Subito dopo, la delegazione è volata a Tunisi dove il numero uno del Distretto Siciliano ha incontrato vari esponenti delle Istituzioni tunisine (nella seconda foto: da sx Primo Ministro Tunisino Youssef Chahed, Ministro Pesca Tunisia Samir Taieb e Giovanni Tumbiolo) con il fine di rafforzare la cooperazione transfrontaliera in campo marittimo per sostenere le buone pratiche di vicinato fra la Tunisia e la Sicilia.

Tumbiolo ha avuto una lunga interlocuzione con il Presidente del Parlamento Europeo On. Antonio Tajani ed il suo staff, in missione a Tunisi, presso la residenza dell’Ambasciatore d’Italia in Tunisia Raimondo De Cardona.

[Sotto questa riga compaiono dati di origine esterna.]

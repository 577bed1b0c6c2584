// File: questdeck-core/src/services/user_service.rs

use std::collections::HashSet;
use std::sync::Arc;

use chrono::{Duration, Utc};
use tracing::debug;
use uuid::Uuid;

use questdeck_common::models::user::{User, UserPrize};
use questdeck_common::traits::repository_traits::{PrizeRepository, UserRepository};

use crate::Error;

pub struct UserService {
    users: Arc<dyn UserRepository>,
    prizes: Arc<dyn PrizeRepository>,
}

impl UserService {
    pub fn new(users: Arc<dyn UserRepository>, prizes: Arc<dyn PrizeRepository>) -> Self {
        Self { users, prizes }
    }

    /// Registers a new user. `last_daily_update` is backdated a day so the
    /// next scheduler tick deals their first daily hand.
    pub async fn create_user(
        &self,
        username: &str,
        nickname: &str,
        avatar_url: &str,
    ) -> Result<User, Error> {
        let now = Utc::now();
        let user = User {
            user_id: Uuid::new_v4(),
            username: username.to_string(),
            nickname: nickname.to_string(),
            avatar_url: avatar_url.to_string(),
            points: 0,
            created_at: now,
            last_daily_update: now - Duration::hours(24),
        };
        self.users.create(&user).await?;
        debug!("created user {}", user.username);
        Ok(user)
    }

    pub async fn get_by_username(&self, username: &str) -> Result<User, Error> {
        self.users
            .get_by_username(username)
            .await?
            .ok_or_else(|| Error::UserNotFound(username.to_string()))
    }

    pub async fn list_all(&self) -> Result<Vec<User>, Error> {
        self.users.list_all().await
    }

    pub async fn add_points(&self, username: &str, delta: i64) -> Result<(), Error> {
        self.users.add_points(username, delta).await
    }

    /// A user's prize history with repeat wins of the same prize URL
    /// collapsed to their first entry. The ledger itself keeps every
    /// grant; only the view deduplicates.
    pub async fn prizes(&self, username: &str) -> Result<Vec<UserPrize>, Error> {
        let all = self.prizes.list_for_owner(username).await?;
        let mut seen: HashSet<String> = HashSet::new();
        let out = all
            .into_iter()
            .filter(|p| seen.insert(p.prize_url.clone()))
            .collect();
        Ok(out)
    }
}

Le richieste che, a nome del Coordinamento Filiera Ittica Mazara, Tumbiolo ha rimarcato, sono finalizzate a limitare il contenzioso in atto fra Italia e Tunisia a causa dei continui sequestri di pescherecci siciliani nel cosiddetto “Mammellone” (un’ampia zona, a sud di Lampedusa e a est delle coste della Tunisia e delle Isole Kerkennah, riconosciuta ed istituita bilateralmente come area protetta alla pesca). Negli ultimi mesi si è assistito ad un rinnovato, quanto pericoloso, ricorso alle armi da parte delle Autorità Militari Tunisine.

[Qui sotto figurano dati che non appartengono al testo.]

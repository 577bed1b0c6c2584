// File: questdeck-common/src/models/mod.rs
pub mod card;
pub mod user;

pub use card::{Award, Card, CardKind, CardTemplate, OptionTier, Placement, PoolKind};
pub use user::{User, UserPrize};
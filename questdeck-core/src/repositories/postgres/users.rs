// File: questdeck-core/src/repositories/postgres/users.rs

use async_trait::async_trait;
use chrono::{DateTime, Utc};
use sqlx::{Pool, Postgres, Row};

use questdeck_common::error::Error;
use questdeck_common::models::user::User;
use questdeck_common::traits::repository_traits::UserRepository;

pub struct PostgresUserRepository {
    pub pool: Pool<Postgres>,
}

impl PostgresUserRepository {
    pub fn new(pool: Pool<Postgres>) -> Self {
        Self { pool }
    }
}

fn user_from_row(r: &sqlx::postgres::PgRow) -> Result<User, Error> {
    Ok(User {
        user_id: r.try_get("user_id")?,
        username: r.try_get("username")?,
        nickname: r.try_get("nickname")?,
        avatar_url: r.try_get("avatar_url")?,
        points: r.try_get("points")?,
        created_at: r.try_get("created_at")?,
        last_daily_update: r.try_get("last_daily_update")?,
    })
}

#[async_trait]
impl UserRepository for PostgresUserRepository {
    async fn create(&self, user: &User) -> Result<(), Error> {
        sqlx::query(
            r#"
            INSERT INTO users (
                user_id,
                username,
                nickname,
                avatar_url,
                points,
                created_at,
                last_daily_update
            )
            VALUES ($1,$2,$3,$4,$5,$6,$7)
            "#,
        )
            .bind(user.user_id)
            .bind(&user.username)
            .bind(&user.nickname)
            .bind(&user.avatar_url)
            .bind(user.points)
            .bind(user.created_at)
            .bind(user.last_daily_update)
            .execute(&self.pool)
            .await
            .map_err(|e| match e {
                sqlx::Error::Database(ref db) if db.is_unique_violation() => {
                    Error::UserExists(user.username.clone())
                }
                other => Error::Database(other),
            })?;

        Ok(())
    }

    async fn get_by_username(&self, username: &str) -> Result<Option<User>, Error> {
        let row_opt = sqlx::query(
            r#"
            SELECT
                user_id,
                username,
                nickname,
                avatar_url,
                points,
                created_at,
                last_daily_update
            FROM users
            WHERE username = $1
            "#,
        )
            .bind(username)
            .fetch_optional(&self.pool)
            .await?;

        match row_opt {
            Some(r) => Ok(Some(user_from_row(&r)?)),
            None => Ok(None),
        }
    }

    async fn list_all(&self) -> Result<Vec<User>, Error> {
        let rows = sqlx::query(
            r#"
            SELECT
                user_id,
                username,
                nickname,
                avatar_url,
                points,
                created_at,
                last_daily_update
            FROM users
            ORDER BY created_at
            "#,
        )
            .fetch_all(&self.pool)
            .await?;

        let mut out = Vec::with_capacity(rows.len());
        for r in rows {
            out.push(user_from_row(&r)?);
        }
        Ok(out)
    }

    async fn add_points(&self, username: &str, delta: i64) -> Result<(), Error> {
        let result = sqlx::query(
            r#"
            UPDATE users
            SET points = points + $1
            WHERE username = $2
            "#,
        )
            .bind(delta)
            .bind(username)
            .execute(&self.pool)
            .await?;

        if result.rows_affected() == 0 {
            return Err(Error::UserNotFound(username.to_string()));
        }
        Ok(())
    }

    async fn set_last_daily_update(&self, username: &str, at: DateTime<Utc>) -> Result<(), Error> {
        let result = sqlx::query(
            r#"
            UPDATE users
            SET last_daily_update = $1
            WHERE username = $2
            "#,
        )
            .bind(at)
            .bind(username)
            .execute(&self.pool)
            .await?;

        if result.rows_affected() == 0 {
            return Err(Error::UserNotFound(username.to_string()));
        }
        Ok(())
    }
}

«Ciò rischia» dichiara Tumbiolo «di incrinare seriamente le relazioni fra i due Paesi, che nella realtà dei fatti sono eccellenti sotto tutti i punti di vista. C’è però una spina nel fianco nei rapporti fra Italia e Tunisia, è una spina di pesce. Bisogna lavorare insieme con molta buona volontà per togliere questa fastidiosa spina. Bisogna rivedere la delimitazione dell’area di protezione istituita da 50 anni. Le mutate condizioni morfologiche ed i risultati raggiunti impongono una semplificazione attraverso una nuova delimitazione dell’area protetta e soprattutto le regole gestionali, finalizzando ciò al migliore rispetto dell’ambiente, alla rigenerazione delle risorse marine secondo i principi della Blue Economy, ma soprattutto per rafforzare la cooperazione marittima ad ogni livello. Ciò è indispensabile a prevenire incidenti che rischiano di inficiare il difficile, complesso, cammino che l’Europa, l’Italia, la Sicilia e la Tunisia hanno intrapreso su molti fronti».